Les Histoires qu’on porte : Chatouiller les profondeurs

L’artiste Caroline Boileau a été invitée par Présâges à jouer un rôle bien particulier dans la série d’ateliers et de conversations Les Histoires qu’on porte. Elle partage avec nous le désir de stimuler de nouvelles réflexions à propos du sens de vieillir au Québec et nous aidera en rédigeant des chroniques sur notre site web, parfois accompagnées de créations en tout genre.

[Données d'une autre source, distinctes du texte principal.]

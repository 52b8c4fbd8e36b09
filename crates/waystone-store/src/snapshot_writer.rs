//! Snapshot document publication.
//!
//! [`SnapshotWriter`] serializes a document with human-readable
//! indentation and publishes it by fully overwriting the target file.
//! Each flush moves through `Idle -> Serializing -> Writing -> Idle`;
//! both failure modes leave the writer back in `Idle`, so a failed flush
//! never prevents the next one from being attempted.
//!
//! I/O is synchronous by contract: a stalled write delays the caller's
//! next loop iteration but cannot corrupt in-memory state, which was
//! copied out before publication began.

use std::path::{Path, PathBuf};

use waystone_core::runner::{PublishError, SnapshotSink};
use waystone_types::SnapshotDocument;

use crate::error::StoreError;

/// Where the writer is within a flush.
#[derive(Debug, Clone, Copy, PartialEq, Eq, Default)]
pub enum WriterPhase {
    /// No flush in progress.
    #[default]
    Idle,
    /// Turning the document into JSON text.
    Serializing,
    /// Overwriting the target file.
    Writing,
}

/// Publishes snapshot documents to a fixed file path.
#[derive(Debug)]
pub struct SnapshotWriter {
    path: PathBuf,
    phase: WriterPhase,
}

impl SnapshotWriter {
    /// Create a writer targeting the given path.
    pub fn new(path: impl Into<PathBuf>) -> Self {
        Self {
            path: path.into(),
            phase: WriterPhase::Idle,
        }
    }

    /// The target path the writer publishes to.
    pub fn path(&self) -> &Path {
        &self.path
    }

    /// The current phase. `Idle` between flushes, including after a
    /// failed one.
    pub const fn phase(&self) -> WriterPhase {
        self.phase
    }

    /// Serialize and publish one document, overwriting any prior version.
    ///
    /// Creates missing parent directories on first use. The file content
    /// is deterministic for a given document: flushing twice with no
    /// intervening state change yields byte-identical output.
    ///
    /// # Errors
    ///
    /// Returns [`StoreError::Serialize`] or [`StoreError::Io`]; the
    /// writer is back in `Idle` and reusable either way.
    pub fn write(&mut self, document: &SnapshotDocument) -> Result<(), StoreError> {
        let result = self.write_phases(document);
        self.phase = WriterPhase::Idle;
        result
    }

    fn write_phases(&mut self, document: &SnapshotDocument) -> Result<(), StoreError> {
        self.phase = WriterPhase::Serializing;
        let text = serde_json::to_string_pretty(document)?;

        self.phase = WriterPhase::Writing;
        if let Some(parent) = self.path.parent() {
            if !parent.as_os_str().is_empty() {
                std::fs::create_dir_all(parent)?;
            }
        }
        std::fs::write(&self.path, text.as_bytes())?;

        tracing::debug!(
            path = %self.path.display(),
            bytes = text.len(),
            "snapshot document written"
        );
        Ok(())
    }
}

impl SnapshotSink for SnapshotWriter {
    fn publish(&mut self, document: &SnapshotDocument) -> Result<(), PublishError> {
        self.write(document).map_err(|error| match error {
            StoreError::Serialize(source) => PublishError::Serialize {
                message: source.to_string(),
            },
            StoreError::Io(source) => PublishError::Storage {
                message: source.to_string(),
            },
        })
    }
}
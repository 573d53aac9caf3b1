//! End-to-end flows through the real shell executor.

use simrun_lib::exec::ShellExecutor;
use simrun_lib::flow::{FailurePolicy, StageOutcome, clean, run_flow};
use simrun_lib::stage::Stage;

use super::common::Project;

#[tokio::test]
async fn full_flow_leaves_only_harness_output() {
  let project = Project::new();
  let mut executor = ShellExecutor::new();

  let report = run_flow(&project.config(), project.path(), &mut executor, FailurePolicy::Continue)
    .await
    .unwrap();

  assert!(report.is_success(), "unexpected failures: {:?}", report.stages);
  assert!(project.join("waveform.vcd").exists());
  assert!(!project.join("obj_dir").exists());
}

#[tokio::test]
async fn generator_receives_fixed_arguments() {
  let project = Project::new();
  let mut executor = ShellExecutor::new();

  run_flow(&project.config(), project.path(), &mut executor, FailurePolicy::Continue)
    .await
    .unwrap();

  let args = std::fs::read_to_string(project.join("generate.args")).unwrap();
  assert_eq!(
    args.trim(),
    "--assert -I./rtl/ --Wall --trace --cc ./rtl/axis_fifo.sv --exe test/test_axis_fifo.cpp"
  );
}

#[tokio::test]
async fn two_runs_end_in_the_same_state() {
  let project = Project::new();
  let mut executor = ShellExecutor::new();
  let config = project.config();

  for _ in 0..2 {
    let report = run_flow(&config, project.path(), &mut executor, FailurePolicy::Continue)
      .await
      .unwrap();
    assert!(report.is_success());
    assert!(!project.join("obj_dir").exists());
  }
}

#[tokio::test]
async fn failing_generator_still_builds_runs_and_cleans() {
  let project = Project::new();
  let mut config = project.config();
  config.tools.verilator = "false".to_string();
  let mut executor = ShellExecutor::new();

  let report = run_flow(&config, project.path(), &mut executor, FailurePolicy::Continue)
    .await
    .unwrap();

  // Nothing was generated, so every later stage fails too, but each is attempted.
  assert_eq!(report.executed(), 4);
  assert_eq!(
    report.get(Stage::Generate).unwrap().outcome,
    StageOutcome::Exited { code: Some(1) }
  );
  assert!(report.get(Stage::Build).unwrap().outcome.is_failure());
  assert!(report.get(Stage::Run).unwrap().outcome.is_failure());
  assert!(report.get(Stage::Clean).unwrap().outcome.is_failure());
  assert!(!project.join("obj_dir").exists());
}

#[tokio::test]
async fn stop_on_failure_still_removes_build_dir() {
  let project = Project::new();
  let mut config = project.config();
  config.tools.make = "false".to_string();
  let mut executor = ShellExecutor::new();

  let report = run_flow(&config, project.path(), &mut executor, FailurePolicy::StopOnFailure)
    .await
    .unwrap();

  assert_eq!(report.get(Stage::Run).unwrap().outcome, StageOutcome::Skipped);
  assert_eq!(
    report.get(Stage::Clean).unwrap().outcome,
    StageOutcome::Exited { code: Some(0) }
  );
  assert!(!project.join("obj_dir").exists());
  assert!(!project.join("waveform.vcd").exists());
}

#[tokio::test]
async fn clean_removes_leftover_build_dir() {
  let project = Project::new();
  std::fs::create_dir_all(project.join("obj_dir/nested")).unwrap();
  std::fs::write(project.join("obj_dir/nested/Vaxis_fifo.o"), "").unwrap();
  let mut executor = ShellExecutor::new();

  let report = clean(&project.config(), project.path(), &mut executor).await.unwrap();

  assert!(report.is_success());
  assert!(!project.join("obj_dir").exists());
}

#[tokio::test]
async fn clean_with_space_in_build_dir_removes_only_that_dir() {
  let project = Project::new();
  let mut config = project.config();
  config.build_dir = "sim build".to_string();
  std::fs::create_dir_all(project.join("sim build")).unwrap();
  std::fs::write(project.join("sim build/Vaxis_fifo"), "").unwrap();
  std::fs::write(project.join("build"), "unrelated").unwrap();
  let mut executor = ShellExecutor::new();

  let report = clean(&config, project.path(), &mut executor).await.unwrap();

  assert!(report.is_success(), "unexpected failures: {:?}", report.stages);
  assert!(!project.join("sim build").exists());
  assert!(project.join("build").exists());
}

#[tokio::test]
async fn metacharacters_in_config_are_not_interpreted() {
  let project = Project::new();
  let mut config = project.config();
  config.top = "fifo; touch injected".to_string();
  let mut executor = ShellExecutor::new();

  run_flow(&config, project.path(), &mut executor, FailurePolicy::Continue)
    .await
    .unwrap();

  assert!(!project.join("injected").exists());
  assert!(!project.join("obj_dir").exists());
}
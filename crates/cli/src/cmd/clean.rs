//! Implementation of the `simrun clean` command.

use anyhow::{Context, Result};

use simrun_lib::flow::{StageOutcome, clean};

use super::FlowContext;
use crate::output::{format_exit, print_error, print_success, print_warning};

/// Remove the build directory. Like the clean stage of a run, a failing
/// `rm` is reported but does not fail the command.
pub fn cmd_clean(ctx: &FlowContext) -> Result<()> {
  let mut executor = ctx.executor();

  let rt = tokio::runtime::Runtime::new().context("Failed to create async runtime")?;
  let report = rt
    .block_on(clean(&ctx.config, &ctx.work_dir, &mut executor))
    .context("Clean failed")?;

  for stage in &report.stages {
    match &stage.outcome {
      StageOutcome::Exited { code: Some(0) } => {
        print_success(&format!("Clean complete! Removed {}", ctx.config.build_dir))
      }
      StageOutcome::Exited { code } => print_warning(&format!("{} ({})", stage.command, format_exit(*code))),
      StageOutcome::SpawnFailed { message } => print_error(&format!("{} ({})", stage.command, message)),
      StageOutcome::Skipped => {}
    }
  }

  Ok(())
}
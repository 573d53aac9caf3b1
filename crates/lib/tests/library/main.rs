#![cfg(unix)]

mod shell_flow_tests;
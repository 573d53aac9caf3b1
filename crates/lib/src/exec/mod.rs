//! Command execution.
//!
//! The flow never spawns processes itself; it hands each [`StageCommand`] to a
//! [`CommandExecutor`]. [`ShellExecutor`] is the real implementation, tests
//! substitute a recorder.

mod shell;

use std::future::Future;
use std::io;
use std::path::{Path, PathBuf};

use thiserror::Error;

use crate::stage::StageCommand;

pub use shell::ShellExecutor;

/// Errors that prevent a command from being started at all.
///
/// A command that starts and exits non-zero is not an error, see [`ExitOutcome`].
#[derive(Debug, Error)]
pub enum ExecError {
  #[error("failed to spawn `{cmd}`: {source}")]
  Spawn {
    cmd: String,
    #[source]
    source: io::Error,
  },

  #[error("working directory does not exist: {0}")]
  WorkDir(PathBuf),
}

/// How a finished command exited.
#[derive(Debug, Clone, Copy, PartialEq, Eq)]
pub struct ExitOutcome {
  /// Exit code, `None` if the process was terminated by a signal.
  pub code: Option<i32>,
}

impl ExitOutcome {
  pub fn from_code(code: i32) -> Self {
    Self { code: Some(code) }
  }

  pub fn success(&self) -> bool {
    self.code == Some(0)
  }
}

impl From<std::process::ExitStatus> for ExitOutcome {
  fn from(status: std::process::ExitStatus) -> Self {
    Self { code: status.code() }
  }
}

/// Runs stage commands to completion.
pub trait CommandExecutor {
  /// Run `command` with `work_dir` as its current directory and wait for it to exit.
  fn execute(&mut self, command: &StageCommand, work_dir: &Path) -> impl Future<Output = Result<ExitOutcome, ExecError>>;
}
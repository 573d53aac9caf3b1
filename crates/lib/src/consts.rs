//! Application-wide constants and the built-in flow defaults.

/// Config file looked up in the working directory when `--config` is not given.
pub const CONFIG_FILE_NAME: &str = "simrun.toml";

/// Overrides the simulation-model generator binary.
pub const ENV_VERILATOR: &str = "SIMRUN_VERILATOR";

/// Overrides the build tool binary.
pub const ENV_MAKE: &str = "SIMRUN_MAKE";

pub const DEFAULT_VERILATOR: &str = "verilator";
pub const DEFAULT_MAKE: &str = "make";
pub const DEFAULT_TOP: &str = "axis_fifo";
pub const DEFAULT_RTL_DIR: &str = "./rtl/";
pub const DEFAULT_BUILD_DIR: &str = "obj_dir";

/// Prefix Verilator puts in front of the top module for generated files.
pub const MODEL_PREFIX: &str = "V";
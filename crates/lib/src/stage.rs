//! The four stages of a simulation flow and the commands they run.

use std::borrow::Cow;
use std::fmt;

use serde::Serialize;

use crate::config::FlowConfig;

/// One step of the flow. Stages always execute in the order of [`Stage::ALL`].
#[derive(Debug, Clone, Copy, PartialEq, Eq, Hash, Serialize)]
#[serde(rename_all = "lowercase")]
pub enum Stage {
  /// Verilate the RTL source and harness into a C++ model.
  Generate,
  /// Compile the generated model.
  Build,
  /// Execute the model binary.
  Run,
  /// Remove the build directory.
  Clean,
}

impl Stage {
  pub const ALL: [Stage; 4] = [Stage::Generate, Stage::Build, Stage::Run, Stage::Clean];

  pub fn as_str(self) -> &'static str {
    match self {
      Stage::Generate => "generate",
      Stage::Build => "build",
      Stage::Run => "run",
      Stage::Clean => "clean",
    }
  }
}

impl fmt::Display for Stage {
  fn fmt(&self, f: &mut fmt::Formatter<'_>) -> fmt::Result {
    f.pad(self.as_str())
  }
}

/// A fully rendered command for one stage.
///
/// Arguments are kept separate for inspection, but execution goes through the
/// shell with [`StageCommand::command_line`], the way `system(3)` would run it.
/// Every word is shell-quoted there, so config values are never split or expanded.
#[derive(Debug, Clone, PartialEq, Eq, Serialize)]
pub struct StageCommand {
  pub stage: Stage,
  pub program: String,
  pub args: Vec<String>,
}

impl StageCommand {
  pub fn new(stage: Stage, program: impl Into<String>) -> Self {
    Self {
      stage,
      program: program.into(),
      args: Vec::new(),
    }
  }

  pub fn arg(mut self, arg: impl Into<String>) -> Self {
    self.args.push(arg.into());
    self
  }

  /// Program and arguments, each shell-quoted where needed, joined by single spaces.
  ///
  /// Plain words such as `-I./rtl/` are left as they are.
  pub fn command_line(&self) -> String {
    let mut line = quote_word(&self.program).into_owned();
    for arg in &self.args {
      line.push(' ');
      line.push_str(&quote_word(arg));
    }
    line
  }
}

/// Quote one word for a POSIX shell.
///
/// `try_quote` only refuses words containing a nul byte. Those are passed through
/// unchanged: the process API rejects nul bytes, so the stage fails to spawn
/// instead of reaching the shell.
fn quote_word(word: &str) -> Cow<'_, str> {
  shlex::try_quote(word).unwrap_or(Cow::Borrowed(word))
}

impl fmt::Display for StageCommand {
  fn fmt(&self, f: &mut fmt::Formatter<'_>) -> fmt::Result {
    f.write_str(&self.command_line())
  }
}

impl FlowConfig {
  /// Render the command for a single stage.
  pub fn command(&self, stage: Stage) -> StageCommand {
    match stage {
      Stage::Generate => {
        let mut cmd = StageCommand::new(stage, &self.tools.verilator);
        if self.verilator.assert {
          cmd = cmd.arg("--assert");
        }
        cmd = cmd.arg(format!("-I{}", self.rtl_dir));
        if self.verilator.warnings {
          cmd = cmd.arg("--Wall");
        }
        if self.verilator.trace {
          cmd = cmd.arg("--trace");
        }
        cmd
          .arg("--cc")
          .arg(self.source_path())
          .arg("--exe")
          .arg(self.harness_path())
      }
      Stage::Build => StageCommand::new(stage, &self.tools.make)
        .arg("-C")
        .arg(&self.build_dir)
        .arg("-f")
        .arg(self.makefile()),
      Stage::Run => StageCommand::new(stage, self.executable()),
      Stage::Clean => StageCommand::new(stage, "rm")
        .arg("-r")
        .arg(self.build_dir_path()),
    }
  }

  /// Commands for every stage, in execution order.
  pub fn commands(&self) -> Vec<StageCommand> {
    Stage::ALL.iter().map(|&stage| self.command(stage)).collect()
  }
}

  • Caroline Boileau travaille à partir d’une position féministe, avec un intérêt marqué pour la santé – intime, publique, sociale et politique. Elle crée des œuvres, souvent hybrides, qui s’élaborent par une pratique multidisciplinaire à travers l’installation, le dessin, la vidéo et la performance. Le corps hybride, les multiples représentations du corps – et celui de la femme en particulier – sont des thèmes récurrents dans sa recherche, inspirée par l’histoire de l’art, l’histoire de la médecine, des sciences et aussi de l’actualité. Depuis 1995, elle a participé à plusieurs résidences au Canada et en Europe. Son travail a été présenté lors d’expositions au Canada, aux États-Unis, au Brésil, en Belgique, en Espagne, en Autriche, en Finlande, en Norvège et en Suède. Elle est présentement artiste en résidence à la Chaire McConnell-Université de Montréal en recherche-création sur la réappropriation de la maternité.

    www.carolineboileau.com

Le 1er juin dernier, nous invitions quelques complices de longue date à un atelier expérimental afin d’initier Les Histoires qu’on porte. Nous leur avons présenté des cartographies sociales telles que Le(s) Chemin(s) de vie et avons pris le temps d’y réfléchir et de partager en quoi ça nous faisait cheminer individuellement. Caroline était de la partie et voici sa première chronique accompagnée d’une œuvre à l’aquarelle :


Chronique de Caroline Boileau

11 juillet 2022

J dit : vieillir n’est pas la même chose pour tous et toutes ; nous n’avons pas les mêmes réflexions ni les mêmes impératifs ; il y a toujours cette tension entre précarité et stabilité.
M réplique : faut que ça soit gratuit, vieillir !
S demande : vivre gratuitement, ça veut dire quoi, au juste ?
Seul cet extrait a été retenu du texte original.